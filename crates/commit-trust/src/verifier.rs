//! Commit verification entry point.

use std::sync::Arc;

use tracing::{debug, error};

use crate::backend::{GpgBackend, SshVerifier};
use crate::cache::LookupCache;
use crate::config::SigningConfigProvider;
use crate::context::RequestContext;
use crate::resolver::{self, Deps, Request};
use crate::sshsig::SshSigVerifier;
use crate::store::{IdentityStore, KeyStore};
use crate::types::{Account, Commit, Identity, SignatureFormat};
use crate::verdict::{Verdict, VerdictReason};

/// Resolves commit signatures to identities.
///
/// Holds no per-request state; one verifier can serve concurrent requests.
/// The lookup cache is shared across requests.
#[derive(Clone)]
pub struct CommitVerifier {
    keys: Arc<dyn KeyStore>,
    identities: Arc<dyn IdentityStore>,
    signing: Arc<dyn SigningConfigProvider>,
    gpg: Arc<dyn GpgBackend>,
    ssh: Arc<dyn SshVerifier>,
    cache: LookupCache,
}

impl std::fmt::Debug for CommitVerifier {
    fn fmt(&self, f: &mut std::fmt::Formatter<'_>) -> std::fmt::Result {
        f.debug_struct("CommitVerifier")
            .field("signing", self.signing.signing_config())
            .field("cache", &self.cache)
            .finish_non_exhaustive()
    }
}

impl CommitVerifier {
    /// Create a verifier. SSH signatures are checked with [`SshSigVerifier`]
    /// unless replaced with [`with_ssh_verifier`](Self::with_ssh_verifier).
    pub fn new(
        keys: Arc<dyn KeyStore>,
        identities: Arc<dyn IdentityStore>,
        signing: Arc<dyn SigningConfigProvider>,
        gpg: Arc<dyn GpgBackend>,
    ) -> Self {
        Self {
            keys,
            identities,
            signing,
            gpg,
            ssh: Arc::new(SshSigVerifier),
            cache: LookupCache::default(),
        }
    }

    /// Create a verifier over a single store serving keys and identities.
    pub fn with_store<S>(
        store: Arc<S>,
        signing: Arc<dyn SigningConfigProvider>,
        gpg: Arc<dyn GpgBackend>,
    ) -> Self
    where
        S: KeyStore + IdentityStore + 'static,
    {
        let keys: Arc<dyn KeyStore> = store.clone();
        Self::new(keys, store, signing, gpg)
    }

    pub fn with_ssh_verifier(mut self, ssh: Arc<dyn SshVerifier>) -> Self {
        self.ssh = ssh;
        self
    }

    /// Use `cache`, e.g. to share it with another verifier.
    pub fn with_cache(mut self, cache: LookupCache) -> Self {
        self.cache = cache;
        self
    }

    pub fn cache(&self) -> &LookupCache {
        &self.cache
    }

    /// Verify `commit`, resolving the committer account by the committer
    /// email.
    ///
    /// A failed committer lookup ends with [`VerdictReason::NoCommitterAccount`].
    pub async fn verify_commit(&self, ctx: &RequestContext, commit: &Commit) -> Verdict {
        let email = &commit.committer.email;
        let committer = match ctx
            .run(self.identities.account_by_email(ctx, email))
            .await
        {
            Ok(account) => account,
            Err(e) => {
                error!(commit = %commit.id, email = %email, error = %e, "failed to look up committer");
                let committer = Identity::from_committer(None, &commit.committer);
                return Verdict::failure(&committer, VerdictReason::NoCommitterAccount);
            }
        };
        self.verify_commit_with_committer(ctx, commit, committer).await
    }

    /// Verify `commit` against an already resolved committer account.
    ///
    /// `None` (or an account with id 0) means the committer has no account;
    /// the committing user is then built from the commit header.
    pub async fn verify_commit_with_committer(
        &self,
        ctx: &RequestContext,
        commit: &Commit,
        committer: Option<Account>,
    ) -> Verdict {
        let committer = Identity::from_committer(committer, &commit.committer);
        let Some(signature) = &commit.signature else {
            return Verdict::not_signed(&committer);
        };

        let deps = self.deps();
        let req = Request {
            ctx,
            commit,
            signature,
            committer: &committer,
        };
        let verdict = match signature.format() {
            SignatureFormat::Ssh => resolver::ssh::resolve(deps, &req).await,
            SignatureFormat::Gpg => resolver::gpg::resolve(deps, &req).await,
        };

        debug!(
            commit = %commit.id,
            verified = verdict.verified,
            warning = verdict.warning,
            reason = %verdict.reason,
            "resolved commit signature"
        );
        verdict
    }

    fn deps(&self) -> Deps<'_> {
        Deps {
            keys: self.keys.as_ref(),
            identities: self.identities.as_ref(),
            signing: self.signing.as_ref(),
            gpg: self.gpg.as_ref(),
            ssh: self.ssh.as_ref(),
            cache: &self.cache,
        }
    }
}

--

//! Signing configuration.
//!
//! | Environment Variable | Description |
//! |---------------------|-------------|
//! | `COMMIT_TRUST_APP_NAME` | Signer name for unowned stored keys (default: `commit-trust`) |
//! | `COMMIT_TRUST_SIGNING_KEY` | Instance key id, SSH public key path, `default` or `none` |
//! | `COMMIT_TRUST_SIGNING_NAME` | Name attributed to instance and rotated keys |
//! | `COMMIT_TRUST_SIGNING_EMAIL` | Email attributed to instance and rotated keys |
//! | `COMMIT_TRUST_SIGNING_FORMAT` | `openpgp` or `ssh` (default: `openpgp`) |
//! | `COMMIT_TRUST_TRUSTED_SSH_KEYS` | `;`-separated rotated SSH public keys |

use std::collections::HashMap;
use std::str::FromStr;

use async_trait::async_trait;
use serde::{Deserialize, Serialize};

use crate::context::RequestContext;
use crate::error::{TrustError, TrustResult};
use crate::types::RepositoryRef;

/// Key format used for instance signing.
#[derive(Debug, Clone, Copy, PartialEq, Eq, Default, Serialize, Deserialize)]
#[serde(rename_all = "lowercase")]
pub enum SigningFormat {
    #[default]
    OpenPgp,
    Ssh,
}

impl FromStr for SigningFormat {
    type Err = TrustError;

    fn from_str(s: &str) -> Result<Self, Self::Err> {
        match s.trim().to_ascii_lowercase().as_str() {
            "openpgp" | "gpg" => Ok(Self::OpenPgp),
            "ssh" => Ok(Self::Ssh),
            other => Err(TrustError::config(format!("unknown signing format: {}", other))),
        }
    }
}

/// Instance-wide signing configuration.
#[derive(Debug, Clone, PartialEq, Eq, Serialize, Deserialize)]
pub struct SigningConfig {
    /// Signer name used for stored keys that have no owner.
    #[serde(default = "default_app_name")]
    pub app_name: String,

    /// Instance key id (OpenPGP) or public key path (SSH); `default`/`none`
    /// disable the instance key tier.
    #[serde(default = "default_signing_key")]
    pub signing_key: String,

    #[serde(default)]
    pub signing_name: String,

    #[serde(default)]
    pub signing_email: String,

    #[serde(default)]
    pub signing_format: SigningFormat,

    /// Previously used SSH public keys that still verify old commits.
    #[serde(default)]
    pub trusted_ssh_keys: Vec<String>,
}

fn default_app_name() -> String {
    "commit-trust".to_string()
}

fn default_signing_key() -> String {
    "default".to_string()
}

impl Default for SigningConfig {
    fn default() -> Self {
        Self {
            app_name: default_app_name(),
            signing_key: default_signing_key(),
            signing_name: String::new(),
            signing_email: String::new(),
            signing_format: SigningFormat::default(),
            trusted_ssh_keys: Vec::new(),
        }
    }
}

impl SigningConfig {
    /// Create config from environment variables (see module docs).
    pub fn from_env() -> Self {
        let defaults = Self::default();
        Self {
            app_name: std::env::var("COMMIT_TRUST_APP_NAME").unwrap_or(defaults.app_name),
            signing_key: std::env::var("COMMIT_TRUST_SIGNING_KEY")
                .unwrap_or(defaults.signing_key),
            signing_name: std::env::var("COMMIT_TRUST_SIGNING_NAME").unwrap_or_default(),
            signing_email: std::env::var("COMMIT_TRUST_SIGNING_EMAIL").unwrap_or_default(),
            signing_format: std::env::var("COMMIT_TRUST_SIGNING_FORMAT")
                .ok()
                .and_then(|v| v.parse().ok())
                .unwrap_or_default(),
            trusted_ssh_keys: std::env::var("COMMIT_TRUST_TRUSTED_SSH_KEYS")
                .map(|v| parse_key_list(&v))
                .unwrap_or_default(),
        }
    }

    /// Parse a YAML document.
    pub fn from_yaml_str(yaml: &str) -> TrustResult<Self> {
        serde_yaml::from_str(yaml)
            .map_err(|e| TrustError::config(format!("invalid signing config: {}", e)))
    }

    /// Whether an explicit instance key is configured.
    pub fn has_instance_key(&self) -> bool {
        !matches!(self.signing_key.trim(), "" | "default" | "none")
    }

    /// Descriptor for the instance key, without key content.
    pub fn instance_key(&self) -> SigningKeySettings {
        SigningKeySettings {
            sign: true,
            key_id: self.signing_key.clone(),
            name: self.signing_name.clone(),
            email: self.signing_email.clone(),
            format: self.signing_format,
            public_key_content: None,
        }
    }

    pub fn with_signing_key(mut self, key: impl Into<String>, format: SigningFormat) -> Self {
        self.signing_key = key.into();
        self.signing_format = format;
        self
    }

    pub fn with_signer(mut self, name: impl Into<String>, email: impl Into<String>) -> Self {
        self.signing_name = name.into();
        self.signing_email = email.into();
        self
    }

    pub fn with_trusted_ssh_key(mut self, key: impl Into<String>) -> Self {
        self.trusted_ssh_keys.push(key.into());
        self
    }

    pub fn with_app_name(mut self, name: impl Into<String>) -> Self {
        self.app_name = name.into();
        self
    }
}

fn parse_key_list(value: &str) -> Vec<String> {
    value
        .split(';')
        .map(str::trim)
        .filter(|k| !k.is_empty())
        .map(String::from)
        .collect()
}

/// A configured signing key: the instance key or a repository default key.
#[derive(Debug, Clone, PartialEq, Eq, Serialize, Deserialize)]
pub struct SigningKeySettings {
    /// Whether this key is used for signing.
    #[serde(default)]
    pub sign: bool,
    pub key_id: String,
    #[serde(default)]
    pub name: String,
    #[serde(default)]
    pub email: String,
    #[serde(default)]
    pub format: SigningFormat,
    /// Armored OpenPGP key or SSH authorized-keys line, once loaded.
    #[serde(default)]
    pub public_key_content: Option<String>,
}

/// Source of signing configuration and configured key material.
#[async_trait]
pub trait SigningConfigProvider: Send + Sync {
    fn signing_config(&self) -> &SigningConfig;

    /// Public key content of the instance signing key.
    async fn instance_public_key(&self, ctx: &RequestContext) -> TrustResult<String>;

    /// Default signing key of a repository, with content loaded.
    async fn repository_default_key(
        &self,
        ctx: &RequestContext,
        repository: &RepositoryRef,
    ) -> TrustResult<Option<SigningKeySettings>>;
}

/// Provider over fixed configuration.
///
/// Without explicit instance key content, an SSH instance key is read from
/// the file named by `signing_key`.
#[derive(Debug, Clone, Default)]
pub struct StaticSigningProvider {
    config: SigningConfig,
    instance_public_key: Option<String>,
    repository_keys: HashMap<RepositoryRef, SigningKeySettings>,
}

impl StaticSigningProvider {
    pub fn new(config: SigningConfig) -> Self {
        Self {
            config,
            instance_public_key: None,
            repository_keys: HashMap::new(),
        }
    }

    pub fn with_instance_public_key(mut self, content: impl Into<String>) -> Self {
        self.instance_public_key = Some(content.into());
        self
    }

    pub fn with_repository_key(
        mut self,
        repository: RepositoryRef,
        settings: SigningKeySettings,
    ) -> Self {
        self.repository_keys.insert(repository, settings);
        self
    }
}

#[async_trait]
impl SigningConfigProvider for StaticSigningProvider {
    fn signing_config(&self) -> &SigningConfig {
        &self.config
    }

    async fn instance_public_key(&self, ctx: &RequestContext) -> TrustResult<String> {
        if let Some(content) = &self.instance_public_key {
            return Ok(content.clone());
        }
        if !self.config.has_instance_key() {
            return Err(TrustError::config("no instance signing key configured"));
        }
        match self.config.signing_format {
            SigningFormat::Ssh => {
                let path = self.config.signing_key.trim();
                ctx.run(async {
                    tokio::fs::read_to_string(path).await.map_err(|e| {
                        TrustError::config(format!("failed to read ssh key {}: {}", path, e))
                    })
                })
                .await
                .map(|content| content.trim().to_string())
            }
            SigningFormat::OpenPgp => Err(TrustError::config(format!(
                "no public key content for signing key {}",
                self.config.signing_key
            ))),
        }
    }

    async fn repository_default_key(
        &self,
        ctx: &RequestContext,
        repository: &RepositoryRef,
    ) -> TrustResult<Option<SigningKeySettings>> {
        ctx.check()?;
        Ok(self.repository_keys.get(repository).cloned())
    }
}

▶ EXERCISE DETAILS
Every line of the listing that includes the word "attributed" belongs in the answer.

▶ THE COMPLETED TASK
//! | `COMMIT_TRUST_SIGNING_NAME` | Name attributed to instance and rotated keys |
//! | `COMMIT_TRUST_SIGNING_EMAIL` | Email attributed to instance and rotated keys |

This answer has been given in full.